(Items listed in a dataset)
===============
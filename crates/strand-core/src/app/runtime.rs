//! Runtime - 宣言から稼働中のグラフへ
//!
//! ```text
//! RuntimeBuilder::build ──► Runtime ──start()──► RunningGraph ──shutdown()
//!                           (未接続)    weave      (稼働中, health 照会可)
//! ```
//!
//! `start` は `self` を消費するので、同じ宣言を 2 回 weave することはできません。

use std::time::Duration;

use futures::future::join_all;
use thiserror::Error;
use tracing::{info, warn};

use crate::domain::health::{HealthReport, HealthReportBuilder};
use crate::observability::GraphStatus;
use crate::outbound::sink::OutboundSink;
use crate::weave::binding::BindingTable;
use crate::weave::mediator::Mediator;
use crate::weave::owner::OwnerRegistry;
use crate::weave::registry::StreamRegistry;
use crate::weave::weaver::{Weaver, WeavingError, WeavingMode, WeavingReport};

use super::builder::{BuildError, RuntimeBuilder};

/// Time given to outbound channels to release their clients when startup fails.
const ABORTED_START_GRACE: Duration = Duration::from_secs(1);

#[derive(Debug, Error)]
pub enum RuntimeError {
    #[error(transparent)]
    Build(#[from] BuildError),

    #[error(transparent)]
    Weaving(#[from] WeavingError),
}

/// Wired but not yet woven graph.
pub struct Runtime {
    mode: WeavingMode,
    table: BindingTable,
    owners: OwnerRegistry,
    registry: StreamRegistry,
    sinks: Vec<OutboundSink>,
}

impl Runtime {
    pub fn builder() -> RuntimeBuilder {
        RuntimeBuilder::new()
    }

    pub(crate) fn new(
        mode: WeavingMode,
        table: BindingTable,
        owners: OwnerRegistry,
        registry: StreamRegistry,
        sinks: Vec<OutboundSink>,
    ) -> Self {
        Self {
            mode,
            table,
            owners,
            registry,
            sinks,
        }
    }

    pub fn mode(&self) -> WeavingMode {
        self.mode
    }

    pub fn bindings(&self) -> &BindingTable {
        &self.table
    }

    /// Binds every declaration, connects the graph and starts it.
    ///
    /// Must be called from within a tokio runtime: subscriptions are spawned
    /// as tasks. On a weaving error nothing keeps running and the outbound
    /// clients are released.
    pub async fn start(self) -> Result<RunningGraph, RuntimeError> {
        let Runtime {
            mode,
            table,
            mut owners,
            mut registry,
            sinks,
        } = self;

        let mut weaver = Weaver::new(mode);
        weaver.initialize(&table, &mut owners, &mut registry);
        let report = match weaver.weave(&mut registry) {
            Ok(report) => report,
            Err(e) => {
                warn!(error = %e, "weaving failed, releasing outbound channels");
                weaver.shutdown();
                join_all(sinks.iter().map(|sink| sink.shutdown(ABORTED_START_GRACE))).await;
                return Err(e.into());
            }
        };

        if !report.is_complete() {
            warn!(
                unresolved = ?report.unresolved_channels(),
                "graph started with unconnected mediators"
            );
        }
        info!(
            mediators = weaver.mediators().len(),
            outgoing = sinks.len(),
            "graph running"
        );
        Ok(RunningGraph {
            weaver,
            registry,
            sinks,
            report,
        })
    }
}

/// A woven, running graph.
pub struct RunningGraph {
    weaver: Weaver,
    registry: StreamRegistry,
    sinks: Vec<OutboundSink>,
    report: WeavingReport,
}

impl RunningGraph {
    pub fn report(&self) -> &WeavingReport {
        &self.report
    }

    pub fn status(&self) -> GraphStatus {
        GraphStatus::collect(&self.report, self.weaver.mediators(), &self.sinks)
    }

    pub fn mediators(&self) -> &[Mediator] {
        self.weaver.mediators()
    }

    /// The resolved graph: producers and consumers per channel.
    pub fn registry(&self) -> &StreamRegistry {
        &self.registry
    }

    pub fn sinks(&self) -> &[OutboundSink] {
        &self.sinks
    }

    pub fn sink(&self, channel: &str) -> Option<&OutboundSink> {
        self.sinks.iter().find(|s| s.channel().as_str() == channel)
    }

    pub fn liveness(&self) -> HealthReport {
        let mut builder = HealthReportBuilder::new();
        for sink in &self.sinks {
            sink.is_alive(&mut builder);
        }
        builder.build()
    }

    /// Every channel is checked; each check is bounded by its own timeout.
    pub async fn readiness(&self) -> HealthReport {
        let mut builder = HealthReportBuilder::new();
        for sink in &self.sinks {
            sink.is_ready(&mut builder).await;
        }
        builder.build()
    }

    /// Drains and closes every outbound channel, then stops the remaining
    /// subscriptions. Returns `false` if some channel did not drain in time.
    pub async fn shutdown(mut self, timeout: Duration) -> bool {
        info!(outgoing = self.sinks.len(), "shutting down graph");
        let drained = join_all(self.sinks.iter().map(|sink| sink.shutdown(timeout)))
            .await
            .into_iter()
            .all(|ok| ok);
        self.weaver.shutdown();
        drained
    }
}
===============
**REQUIRED ACTION**
Find out how many lines in the data above hold the word "RuntimeError". Write only the number.

**EXERCISE OUTPUT**
2